◆ What needs to be done:
Once you reach the line containing "targeting.record(Coord::new(4, 5), Shot::Sunk(ShipId(1)));" in the data below, restate each line word for word up to and including the one containing "Coord::new(1, 0), Orientation::Horizontal)".

◆ Data listing:

§ §

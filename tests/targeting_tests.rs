use proptest::prelude::*;
use rand::{rngs::SmallRng, Rng, SeedableRng};
use seabattle::core::ai::{hunt, Mode, Targeting};
use seabattle::{
    auto_place_fleet, BoardView, Coord, Orientation, PlayerSide, ShipId, Shot, BOARD_SIZE,
};

fn side_with(ship: ShipId, origin: Coord, orientation: Orientation) -> PlayerSide {
    let mut side = PlayerSide::new();
    side.place_ship(ship, origin, orientation).unwrap();
    side
}

#[test]
fn test_target_candidates_around_last_hit() {
    let mut side = side_with(ShipId(0), Coord::new(3, 1), Orientation::Horizontal);
    let mut targeting = Targeting::new(true);

    let shot = side.receive_attack(Coord::new(3, 3)).unwrap();
    targeting.record(Coord::new(3, 3), shot);
    assert_eq!(targeting.memory(), &[Coord::new(3, 3)]);

    let view = BoardView::hidden(&side);
    assert_eq!(
        targeting.target_candidates(&view),
        vec![
            Coord::new(2, 3),
            Coord::new(4, 3),
            Coord::new(3, 2),
            Coord::new(3, 4),
        ]
    );

    // an attacked neighbour drops out
    side.receive_attack(Coord::new(2, 3)).unwrap();
    let view = BoardView::hidden(&side);
    assert_eq!(
        targeting.target_candidates(&view),
        vec![Coord::new(4, 3), Coord::new(3, 2), Coord::new(3, 4)]
    );
}

#[test]
fn test_target_candidates_at_corner() {
    let mut side = side_with(ShipId(4), Coord::new(0, 0), Orientation::Vertical);
    let mut targeting = Targeting::new(true);
    let shot = side.receive_attack(Coord::new(0, 0)).unwrap();
    targeting.record(Coord::new(0, 0), shot);

    let view = BoardView::hidden(&side);
    assert_eq!(
        targeting.target_candidates(&view),
        vec![Coord::new(1, 0), Coord::new(0, 1)]
    );
}

#[test]
fn test_miss_leaves_memory_unchanged() {
    let mut targeting = Targeting::new(true);
    targeting.record(Coord::new(5, 5), Shot::Hit(ShipId(1)));
    targeting.record(Coord::new(5, 6), Shot::Miss);
    assert_eq!(targeting.memory(), &[Coord::new(5, 5)]);
    targeting.record(Coord::new(4, 5), Shot::Sunk(ShipId(1)));
    assert_eq!(targeting.memory(), &[Coord::new(5, 5), Coord::new(4, 5)]);
}

#[test]
fn test_target_mode_picks_neighbor_of_last_hit() {
    let mut rng = SmallRng::seed_from_u64(7);
    let mut side = side_with(ShipId(1), Coord::new(6, 2), Orientation::Vertical);
    let mut targeting = Targeting::new(true);
    let shot = side.receive_attack(Coord::new(7, 2)).unwrap();
    targeting.record(Coord::new(7, 2), shot);

    for _ in 0..20 {
        let view = BoardView::hidden(&side);
        let (pick, mode) = targeting.choose(&mut rng, &view).unwrap();
        assert_eq!(mode, Mode::Target);
        assert!(Coord::new(7, 2).neighbors().any(|n| n == pick));
    }
}

#[test]
fn test_sunk_ship_is_forgotten_when_pruning() {
    let mut rng = SmallRng::seed_from_u64(1);
    let mut side = side_with(ShipId(4), Coord::new(0, 0), Orientation::Horizontal);
    let mut targeting = Targeting::new(true);
    for c in [Coord::new(0, 0), Coord::new(0, 1)] {
        let shot = side.receive_attack(c).unwrap();
        targeting.record(c, shot);
    }
    assert_eq!(targeting.memory().len(), 2);

    let view = BoardView::hidden(&side);
    let (pick, mode) = targeting.choose(&mut rng, &view).unwrap();
    assert!(targeting.memory().is_empty());
    assert_eq!(mode, Mode::Hunt);
    assert!(view.is_untried(pick));
}

#[test]
fn test_sunk_ship_is_chased_without_pruning() {
    let mut rng = SmallRng::seed_from_u64(1);
    let mut side = side_with(ShipId(4), Coord::new(0, 0), Orientation::Horizontal);
    let mut targeting = Targeting::new(false);
    for c in [Coord::new(0, 0), Coord::new(0, 1)] {
        let shot = side.receive_attack(c).unwrap();
        targeting.record(c, shot);
    }

    let view = BoardView::hidden(&side);
    let (pick, mode) = targeting.choose(&mut rng, &view).unwrap();
    assert_eq!(targeting.memory().len(), 2);
    assert_eq!(mode, Mode::Target);
    assert!([Coord::new(1, 1), Coord::new(0, 2)].contains(&pick));
}

#[test]
fn test_pruning_keeps_hits_of_other_ships() {
    let mut side = PlayerSide::new();
    side.place_ship(ShipId(4), Coord::new(0, 0), Orientation::Horizontal)
        .unwrap();
    side.place_ship(ShipId(2), Coord::new(1, 0), Orientation::Horizontal)
        .unwrap();
    let mut targeting = Targeting::new(true);
    for c in [Coord::new(0, 0), Coord::new(1, 0), Coord::new(0, 1)] {
        let shot = side.receive_attack(c).unwrap();
        targeting.record(c, shot);
    }

    targeting.forget_sunk(&BoardView::hidden(&side));
    assert_eq!(targeting.memory(), &[Coord::new(1, 0)]);
}

#[test]
fn test_exhausted_neighbors_fall_back_to_hunt() {
    let mut rng = SmallRng::seed_from_u64(3);
    let mut side = side_with(ShipId(0), Coord::new(5, 0), Orientation::Horizontal);
    let mut targeting = Targeting::new(true);
    let shot = side.receive_attack(Coord::new(0, 0)).unwrap();
    assert_eq!(shot, Shot::Miss);
    // pretend (0, 0) was a hit of a ship we have not sunk, with every neighbour tried
    targeting.record(Coord::new(0, 0), Shot::Hit(ShipId(0)));
    side.receive_attack(Coord::new(1, 0)).unwrap();
    side.receive_attack(Coord::new(0, 1)).unwrap();

    let view = BoardView::hidden(&side);
    assert!(targeting.target_candidates(&view).is_empty());
    let (pick, mode) = targeting.choose(&mut rng, &view).unwrap();
    assert_eq!(mode, Mode::Hunt);
    assert!(view.is_untried(pick));
}

#[test]
fn test_hunt_finds_last_cell_and_then_gives_up() {
    let mut rng = SmallRng::seed_from_u64(99);
    let mut side = PlayerSide::new();
    let last = Coord::new(BOARD_SIZE - 1, 4);
    for r in 0..BOARD_SIZE {
        for c in 0..BOARD_SIZE {
            if Coord::new(r, c) != last {
                side.receive_attack(Coord::new(r, c)).unwrap();
            }
        }
    }
    let view = BoardView::hidden(&side);
    assert_eq!(hunt(&mut rng, &view), Some(last));

    side.receive_attack(last).unwrap();
    let view = BoardView::hidden(&side);
    assert_eq!(hunt(&mut rng, &view), None);
    assert_eq!(Targeting::new(true).choose(&mut rng, &view), None);
}

#[test]
fn test_off_board_hits_are_not_remembered() {
    let mut rng = SmallRng::seed_from_u64(11);
    let mut targeting = Targeting::new(true);
    targeting.record(Coord::new(usize::MAX, 0), Shot::Hit(ShipId(0)));
    targeting.record(Coord::new(0, usize::MAX), Shot::Sunk(ShipId(0)));
    targeting.record(Coord::new(BOARD_SIZE, BOARD_SIZE), Shot::Hit(ShipId(1)));
    assert!(targeting.memory().is_empty());

    let view = BoardView::hidden(&PlayerSide::new());
    let (pick, mode) = targeting.choose(&mut rng, &view).unwrap();
    assert_eq!(mode, Mode::Hunt);
    assert!(view.is_untried(pick));
}

proptest! {
    #![proptest_config(ProptestConfig::with_cases(64))]

    #[test]
    fn choice_is_untried_and_local(seed in any::<u64>(), shots in 0..BOARD_SIZE * BOARD_SIZE - 1, prune in any::<bool>()) {
        let mut rng = SmallRng::seed_from_u64(seed);
        let mut side = PlayerSide::new();
        auto_place_fleet(&mut rng, &mut side, 10_000).unwrap();
        let mut targeting = Targeting::new(prune);
        for _ in 0..shots {
            let c = Coord::new(rng.random_range(0..BOARD_SIZE), rng.random_range(0..BOARD_SIZE));
            if let Ok(shot) = side.receive_attack(c) {
                targeting.record(c, shot);
            }
        }

        let view = BoardView::hidden(&side);
        let (pick, mode) = targeting.choose(&mut rng, &view).unwrap();
        prop_assert!(view.is_untried(pick));
        if prune {
            prop_assert!(targeting.memory().iter().all(|&c| !view.is_sunk_cell(c)));
        }
        match mode {
            Mode::Target => {
                let last = *targeting.memory().last().unwrap();
                prop_assert!(last.neighbors().any(|n| n == pick));
            }
            Mode::Hunt => {
                prop_assert!(targeting.target_candidates(&view).is_empty());
            }
        }
    }
}
use anyhow::{anyhow, bail};
use log::debug;
use rand::rngs::SmallRng;

use crate::core::{GameError, GameEvent, GameSession, GameStatus, Phase, Side};
use crate::player::Player;

/// Consecutive refused moves tolerated before the node gives up on a player.
const MAX_REJECTIONS: usize = 1_000;

/// Drives a [`Player`] as the human side of a [`GameSession`].
pub struct PlayerNode {
    player: Box<dyn Player>,
    session: GameSession,
}

impl PlayerNode {
    pub fn new(player: Box<dyn Player>, session: GameSession) -> Self {
        Self { player, session }
    }

    pub fn session(&self) -> &GameSession {
        &self.session
    }

    pub fn status(&self) -> GameStatus {
        self.session.status()
    }

    /// Shots the human side has fired so far.
    pub fn guess_count(&self) -> usize {
        self.session.shots_fired(Side::Human)
    }

    /// Play placement and combat to the end. Returns the winner.
    pub fn run(&mut self, rng: &mut SmallRng) -> anyhow::Result<Side> {
        self.place_fleet(rng)?;
        self.play(rng)?;
        self.session
            .winner()
            .ok_or_else(|| anyhow!("game stopped in phase {:?}", self.session.phase()))
    }

    fn place_fleet(&mut self, rng: &mut SmallRng) -> anyhow::Result<()> {
        let mut rejections = 0;
        while self.session.phase() == Phase::Placing {
            let own = self.session.own_view(Side::Human);
            let Some(ship) = self.session.side(Side::Human).fleet().unplaced().next().cloned()
            else {
                bail!("placing phase with a fully placed fleet");
            };
            let result = match self.player.select_placement(rng, &ship, &own) {
                Some((origin, orientation)) => {
                    self.session.place_ship(ship.id(), origin, orientation)
                }
                None => self.session.auto_place_human(),
            };
            self.dispatch_events();
            match result {
                Ok(()) => rejections = 0,
                Err(err) => self.reject(err, &mut rejections)?,
            }
        }
        Ok(())
    }

    fn play(&mut self, rng: &mut SmallRng) -> anyhow::Result<()> {
        let mut rejections = 0;
        while self.session.phase() == Phase::Combat {
            let target = self.session.hidden_view(Side::Opponent);
            let own = self.session.own_view(Side::Human);
            let Some(coord) = self.player.select_target(rng, &target, &own) else {
                bail!("player gave up after {} shots", self.guess_count());
            };
            let result = self.session.attack(coord);
            self.dispatch_events();
            match result {
                Ok(report) => {
                    debug!("turn: {:?}", report);
                    rejections = 0;
                }
                Err(err) => self.reject(err, &mut rejections)?,
            }
        }
        Ok(())
    }

    /// Board errors are the player's to fix; anything else ends the run.
    fn reject(&mut self, err: GameError, rejections: &mut usize) -> anyhow::Result<()> {
        if !matches!(err, GameError::Board(_)) {
            return Err(err.into());
        }
        *rejections += 1;
        if *rejections >= MAX_REJECTIONS {
            bail!("player made {} invalid moves in a row: {}", rejections, err);
        }
        debug!("move rejected: {}", err);
        self.player.handle_rejection(&err);
        Ok(())
    }

    fn dispatch_events(&mut self) {
        for event in self.session.drain_events() {
            match event {
                GameEvent::AttackResolved {
                    attacker: Side::Human,
                    coord,
                    shot,
                } => self.player.handle_guess_result(coord, shot),
                GameEvent::AttackResolved {
                    attacker: Side::Opponent,
                    coord,
                    shot,
                } => self.player.handle_opponent_guess(coord, shot),
                other => self.player.handle_event(&other),
            }
        }
    }
}
use alloc::vec::Vec;
use core::mem;

use log::{debug, info, warn};
use rand::rngs::SmallRng;
use rand::SeedableRng;

use crate::core::{
    ai::Targeting,
    common::{Coord, GameError, Orientation, Phase, Shot, Side},
    config::EngineConfig,
    events::GameEvent,
    placement,
    ship::ShipId,
    side::PlayerSide,
    view::BoardView,
};

/// Snapshot of where a session stands.
#[derive(Debug, Clone, Copy, PartialEq, Eq)]
#[cfg_attr(feature = "std", derive(serde::Serialize, serde::Deserialize))]
pub struct GameStatus {
    pub phase: Phase,
    /// Whose move it is; only set during `Combat`.
    pub turn: Option<Side>,
    /// Only set during `GameOver`.
    pub winner: Option<Side>,
}

/// A single resolved shot.
#[derive(Debug, Clone, Copy, PartialEq, Eq)]
#[cfg_attr(feature = "std", derive(serde::Serialize, serde::Deserialize))]
pub struct ShotRecord {
    pub coord: Coord,
    pub shot: Shot,
}

/// Everything that happened during one human attack.
#[derive(Debug, Clone, Copy, PartialEq, Eq)]
#[cfg_attr(feature = "std", derive(serde::Serialize, serde::Deserialize))]
pub struct TurnReport {
    pub human: ShotRecord,
    /// The opponent's reply, absent when the human shot ended the game.
    pub opponent: Option<ShotRecord>,
}

/// One game between the human and the automated opponent.
///
/// The opponent fleet is placed when the session is created. The human
/// places ships with [`place_ship`](Self::place_ship); once the last one is
/// down the session enters combat. Each [`attack`](Self::attack) resolves the
/// human shot and, unless that ended the game, the opponent's reply.
#[derive(Debug, Clone)]
pub struct GameSession {
    config: EngineConfig,
    human: PlayerSide,
    opponent: PlayerSide,
    targeting: Targeting,
    phase: Phase,
    turn: Side,
    winner: Option<Side>,
    shots: [usize; 2],
    events: Vec<GameEvent>,
    rng: SmallRng,
}

impl GameSession {
    /// Start a session, seeding the RNG from `config.seed` when given.
    pub fn new(config: EngineConfig) -> Result<Self, GameError> {
        let rng = match config.seed {
            Some(seed) => SmallRng::seed_from_u64(seed),
            None => entropy_rng(),
        };
        Self::with_rng(config, rng)
    }

    /// Start a session driven by the given RNG. `config.seed` is ignored.
    pub fn with_rng(config: EngineConfig, mut rng: SmallRng) -> Result<Self, GameError> {
        let mut opponent = PlayerSide::new();
        placement::auto_place_fleet(&mut rng, &mut opponent, config.max_placement_attempts)?;
        info!("new session: opponent fleet placed, waiting for human placement");
        Ok(Self {
            config,
            human: PlayerSide::new(),
            opponent,
            targeting: Targeting::new(config.prune_sunk_hits),
            phase: Phase::Placing,
            turn: Side::Human,
            winner: None,
            shots: [0; 2],
            events: Vec::new(),
            rng,
        })
    }

    pub fn config(&self) -> &EngineConfig {
        &self.config
    }

    pub fn phase(&self) -> Phase {
        self.phase
    }

    pub fn winner(&self) -> Option<Side> {
        self.winner
    }

    /// Evaluate the current game status.
    pub fn status(&self) -> GameStatus {
        GameStatus {
            phase: self.phase,
            turn: (self.phase == Phase::Combat).then_some(self.turn),
            winner: self.winner,
        }
    }

    /// Board and fleet of `side`. Front ends must render the opponent side
    /// through [`hidden_view`](Self::hidden_view) only.
    pub fn side(&self, side: Side) -> &PlayerSide {
        match side {
            Side::Human => &self.human,
            Side::Opponent => &self.opponent,
        }
    }

    /// `side`'s own board, ships visible.
    pub fn own_view(&self, side: Side) -> BoardView {
        BoardView::revealed(self.side(side))
    }

    /// `side`'s board as its adversary sees it.
    pub fn hidden_view(&self, side: Side) -> BoardView {
        BoardView::hidden(self.side(side))
    }

    /// The opponent's targeting memory.
    pub fn targeting(&self) -> &Targeting {
        &self.targeting
    }

    /// Number of attacks `side` has resolved.
    pub fn shots_fired(&self, side: Side) -> usize {
        self.shots[side_index(side)]
    }

    /// Queued events, oldest first, without consuming them.
    pub fn events(&self) -> &[GameEvent] {
        &self.events
    }

    /// Take all queued events.
    pub fn drain_events(&mut self) -> Vec<GameEvent> {
        mem::take(&mut self.events)
    }

    /// Place one human ship. Allowed only while placing.
    pub fn place_ship(
        &mut self,
        ship: ShipId,
        origin: Coord,
        orientation: Orientation,
    ) -> Result<(), GameError> {
        self.require(Phase::Placing)?;
        self.human.place_ship(ship, origin, orientation)?;
        self.emit(GameEvent::ShipPlaced {
            side: Side::Human,
            ship,
            origin,
            orientation,
        });
        self.start_combat_if_ready();
        Ok(())
    }

    /// Randomly place every human ship not yet placed.
    pub fn auto_place_human(&mut self) -> Result<(), GameError> {
        self.require(Phase::Placing)?;
        let pending: Vec<ShipId> = self.human.fleet().unplaced().map(|s| s.id()).collect();
        let result = placement::auto_place_fleet(
            &mut self.rng,
            &mut self.human,
            self.config.max_placement_attempts,
        );
        for id in pending {
            let placed = self
                .human
                .fleet()
                .get(id)
                .ok()
                .and_then(|s| Some((s.origin()?, s.orientation()?)));
            if let Some((origin, orientation)) = placed {
                self.emit(GameEvent::ShipPlaced {
                    side: Side::Human,
                    ship: id,
                    origin,
                    orientation,
                });
            }
        }
        self.start_combat_if_ready();
        result
    }

    /// Fire at the opponent board. The opponent answers within the same call
    /// unless this shot sank its last ship.
    pub fn attack(&mut self, coord: Coord) -> Result<TurnReport, GameError> {
        self.require(Phase::Combat)?;
        // the reply runs inside this call, so the human always holds the turn here
        if self.turn != Side::Human {
            return Err(GameError::NotYourTurn);
        }
        let shot = self.opponent.receive_attack(coord)?;
        self.record(Side::Human, coord, shot);
        let human = ShotRecord { coord, shot };
        if self.finish_if_defeated(Side::Human) {
            return Ok(TurnReport {
                human,
                opponent: None,
            });
        }

        self.turn = Side::Opponent;
        let opponent = self.opponent_turn();
        if self.phase == Phase::Combat {
            self.turn = Side::Human;
        }
        Ok(TurnReport { human, opponent })
    }

    fn opponent_turn(&mut self) -> Option<ShotRecord> {
        let view = BoardView::hidden(&self.human);
        let Some((coord, mode)) = self.targeting.choose(&mut self.rng, &view) else {
            warn!("opponent found no untried cell on the human board");
            return None;
        };
        let shot = match self.human.receive_attack(coord) {
            Ok(shot) => shot,
            Err(err) => {
                warn!("opponent shot at {} rejected: {}", coord, err);
                return None;
            }
        };
        debug!("opponent {:?} shot at {}: {:?}", mode, coord, shot);
        self.targeting.record(coord, shot);
        self.record(Side::Opponent, coord, shot);
        self.finish_if_defeated(Side::Opponent);
        Some(ShotRecord { coord, shot })
    }

    fn record(&mut self, attacker: Side, coord: Coord, shot: Shot) {
        self.shots[side_index(attacker)] += 1;
        self.emit(GameEvent::AttackResolved {
            attacker,
            coord,
            shot,
        });
    }

    /// Ends the game if `attacker` just sank the last ship of the other side.
    fn finish_if_defeated(&mut self, attacker: Side) -> bool {
        if !self.side(attacker.other()).all_sunk() {
            return false;
        }
        self.phase = Phase::GameOver;
        self.winner = Some(attacker);
        info!(
            "game over: {:?} wins after {} shots",
            attacker,
            self.shots_fired(attacker)
        );
        self.emit(GameEvent::GameOver { winner: attacker });
        true
    }

    fn start_combat_if_ready(&mut self) {
        if self.phase == Phase::Placing && self.human.fleet().is_fully_placed() {
            self.phase = Phase::Combat;
            self.turn = Side::Human;
            info!("human fleet placed, combat begins");
            self.emit(GameEvent::CombatStarted);
        }
    }

    fn require(&self, expected: Phase) -> Result<(), GameError> {
        if self.phase == expected {
            Ok(())
        } else {
            Err(GameError::WrongPhase {
                expected,
                actual: self.phase,
            })
        }
    }

    fn emit(&mut self, event: GameEvent) {
        debug!("event: {:?}", event);
        self.events.push(event);
    }
}

fn side_index(side: Side) -> usize {
    match side {
        Side::Human => 0,
        Side::Opponent => 1,
    }
}

#[cfg(feature = "std")]
fn entropy_rng() -> SmallRng {
    SmallRng::from_rng(&mut rand::rng())
}

#[cfg(not(feature = "std"))]
fn entropy_rng() -> SmallRng {
    warn!("no entropy source without std; falling back to seed 0");
    SmallRng::seed_from_u64(0)
}
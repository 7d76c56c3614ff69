//! Player trait and implementations
//!
//! A `Player` controls the human side of a [`GameSession`](crate::core::GameSession):
//! - AiPlayer: autopilot using the same hunt/target search as the opponent
//! - CliPlayer: interactive terminal player
//! - PlayerNode: drives a Player against a session until the game ends
//!
//! Players only ever see [`BoardView`]s, so the opponent's ships stay hidden.

use rand::rngs::SmallRng;

use crate::core::{BoardView, Coord, GameError, GameEvent, Orientation, Shot, Ship};

/// Interface implemented by different player types.
pub trait Player {
    /// Choose a position for `ship`. `None` asks the engine to place all
    /// remaining ships at random.
    fn select_placement(
        &mut self,
        rng: &mut SmallRng,
        ship: &Ship,
        own: &BoardView,
    ) -> Option<(Coord, Orientation)>;

    /// Choose the next cell to attack on the opponent board. `None` gives up
    /// the game.
    fn select_target(
        &mut self,
        rng: &mut SmallRng,
        target: &BoardView,
        own: &BoardView,
    ) -> Option<Coord>;

    /// Inform the player of the result of its last guess.
    fn handle_guess_result(&mut self, _coord: Coord, _shot: Shot) {}

    /// Inform the player of an opponent guess against its board.
    fn handle_opponent_guess(&mut self, _coord: Coord, _shot: Shot) {}

    /// Inform the player that its last placement or target was refused.
    fn handle_rejection(&mut self, _err: &GameError) {}

    /// Any other session event (placement, combat start, game over).
    fn handle_event(&mut self, _event: &GameEvent) {}
}

pub mod ai;
pub use ai::AiPlayer;

#[cfg(feature = "std")]
pub mod cli;
#[cfg(feature = "std")]
pub use cli::CliPlayer;

#[cfg(feature = "std")]
pub mod node;
#[cfg(feature = "std")]
pub use node::PlayerNode;
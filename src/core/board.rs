//! Game board state: a fixed square grid of tagged cells.

use core::fmt;

use super::common::{BoardError, Coord, Shot};
use super::config::BOARD_SIZE;
use super::ship::ShipId;

/// Contents of one board cell.
///
/// A cell only ever moves `Empty -> Occupied` while ships are placed, and
/// `Empty | Occupied -> Hit | Miss` exactly once during combat.
#[derive(Debug, Clone, Copy, PartialEq, Eq, Default)]
#[cfg_attr(feature = "std", derive(serde::Serialize, serde::Deserialize))]
pub enum Cell {
    #[default]
    Empty,
    Occupied(ShipId),
    Hit,
    Miss,
}

impl Cell {
    /// `true` once the cell has been attacked.
    pub fn is_attacked(&self) -> bool {
        matches!(self, Cell::Hit | Cell::Miss)
    }
}

/// A `BOARD_SIZE` x `BOARD_SIZE` grid owned by one side.
#[derive(Clone, PartialEq, Eq)]
pub struct Board {
    cells: [[Cell; BOARD_SIZE]; BOARD_SIZE],
}

impl Board {
    /// Create an empty board.
    pub fn new() -> Self {
        Self {
            cells: [[Cell::Empty; BOARD_SIZE]; BOARD_SIZE],
        }
    }

    /// Cell at `coord`.
    pub fn cell(&self, coord: Coord) -> Result<Cell, BoardError> {
        if !coord.in_bounds() {
            return Err(BoardError::OutOfBounds(coord));
        }
        Ok(self.cells[coord.row][coord.col])
    }

    /// Returns `true` if `coord` is on the board and has been attacked.
    pub fn is_attacked(&self, coord: Coord) -> bool {
        self.cell(coord).map(|c| c.is_attacked()).unwrap_or(false)
    }

    /// All cells in row-major order.
    pub fn iter(&self) -> impl Iterator<Item = (Coord, Cell)> + '_ {
        self.cells.iter().enumerate().flat_map(|(r, row)| {
            row.iter()
                .enumerate()
                .map(move |(c, cell)| (Coord::new(r, c), *cell))
        })
    }

    /// Coordinates not yet attacked.
    pub fn untried(&self) -> impl Iterator<Item = Coord> + '_ {
        self.iter()
            .filter(|(_, cell)| !cell.is_attacked())
            .map(|(coord, _)| coord)
    }

    /// Number of attacked cells.
    pub fn attacked_count(&self) -> usize {
        self.iter().filter(|(_, cell)| cell.is_attacked()).count()
    }

    /// Mark `cells` as occupied by `id`. Caller has already checked bounds
    /// and collisions for every cell.
    pub(crate) fn occupy(&mut self, id: ShipId, cells: &[Coord]) {
        for coord in cells {
            debug_assert_eq!(self.cells[coord.row][coord.col], Cell::Empty);
            self.cells[coord.row][coord.col] = Cell::Occupied(id);
        }
    }

    /// Process an attack at `coord`, marking a hit or a miss.
    ///
    /// Repeated attacks on the same cell are rejected with
    /// [`BoardError::AlreadyAttacked`] and leave the board untouched.
    pub fn resolve_attack(&mut self, coord: Coord) -> Result<Shot, BoardError> {
        let slot = self
            .cells
            .get_mut(coord.row)
            .and_then(|row| row.get_mut(coord.col))
            .ok_or(BoardError::OutOfBounds(coord))?;
        match *slot {
            Cell::Hit | Cell::Miss => Err(BoardError::AlreadyAttacked(coord)),
            Cell::Empty => {
                *slot = Cell::Miss;
                Ok(Shot::Miss)
            }
            Cell::Occupied(id) => {
                *slot = Cell::Hit;
                Ok(Shot::Hit(id))
            }
        }
    }
}

impl Default for Board {
    fn default() -> Self {
        Self::new()
    }
}

impl fmt::Debug for Board {
    fn fmt(&self, f: &mut fmt::Formatter<'_>) -> fmt::Result {
        writeln!(f, "Board {{")?;
        for row in self.cells.iter() {
            write!(f, "  ")?;
            for cell in row.iter() {
                let ch = match cell {
                    Cell::Empty => '.',
                    Cell::Occupied(id) => (b'0' + id.0) as char,
                    Cell::Hit => 'X',
                    Cell::Miss => 'o',
                };
                write!(f, "{} ", ch)?;
            }
            writeln!(f)?;
        }
        write!(f, "}}")
    }
}
//! Commonly used types and utilities for ease of import.

pub use crate::core::{
    BoardView, CellView, Coord, EngineConfig, GameError, GameEvent, GameSession, GameStatus,
    Orientation, Phase, ShipId, Shot, Side,
};
pub use crate::player::{AiPlayer, Player};

#[cfg(feature = "std")]
pub use crate::player::{cli::render_board, CliPlayer, PlayerNode};
#[cfg(feature = "std")]
pub use crate::sim::{simulate, SimReport};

§ §

◆ Answer to this problem:
    targeting.record(Coord::new(4, 5), Shot::Sunk(ShipId(1)));
    assert_eq!(targeting.memory(), &[Coord::new(5, 5), Coord::new(4, 5)]);
}

#[test]
fn test_target_mode_picks_neighbor_of_last_hit() {
    let mut rng = SmallRng::seed_from_u64(7);
    let mut side = side_with(ShipId(1), Coord::new(6, 2), Orientation::Vertical);
    let mut targeting = Targeting::new(true);
    let shot = side.receive_attack(Coord::new(7, 2)).unwrap();
    targeting.record(Coord::new(7, 2), shot);

    for _ in 0..20 {
        let view = BoardView::hidden(&side);
        let (pick, mode) = targeting.choose(&mut rng, &view).unwrap();
        assert_eq!(mode, Mode::Target);
        assert!(Coord::new(7, 2).neighbors().any(|n| n == pick));
    }
}

#[test]
fn test_sunk_ship_is_forgotten_when_pruning() {
    let mut rng = SmallRng::seed_from_u64(1);
    let mut side = side_with(ShipId(4), Coord::new(0, 0), Orientation::Horizontal);
    let mut targeting = Targeting::new(true);
    for c in [Coord::new(0, 0), Coord::new(0, 1)] {
        let shot = side.receive_attack(c).unwrap();
        targeting.record(c, shot);
    }
    assert_eq!(targeting.memory().len(), 2);

    let view = BoardView::hidden(&side);
    let (pick, mode) = targeting.choose(&mut rng, &view).unwrap();
    assert!(targeting.memory().is_empty());
    assert_eq!(mode, Mode::Hunt);
    assert!(view.is_untried(pick));
}

#[test]
fn test_sunk_ship_is_chased_without_pruning() {
    let mut rng = SmallRng::seed_from_u64(1);
    let mut side = side_with(ShipId(4), Coord::new(0, 0), Orientation::Horizontal);
    let mut targeting = Targeting::new(false);
    for c in [Coord::new(0, 0), Coord::new(0, 1)] {
        let shot = side.receive_attack(c).unwrap();
        targeting.record(c, shot);
    }

    let view = BoardView::hidden(&side);
    let (pick, mode) = targeting.choose(&mut rng, &view).unwrap();
    assert_eq!(targeting.memory().len(), 2);
    assert_eq!(mode, Mode::Target);
    assert!([Coord::new(1, 1), Coord::new(0, 2)].contains(&pick));
}

#[test]
fn test_pruning_keeps_hits_of_other_ships() {
    let mut side = PlayerSide::new();
    side.place_ship(ShipId(4), Coord::new(0, 0), Orientation::Horizontal)
        .unwrap();
    side.place_ship(ShipId(2), Coord::new(1, 0), Orientation::Horizontal)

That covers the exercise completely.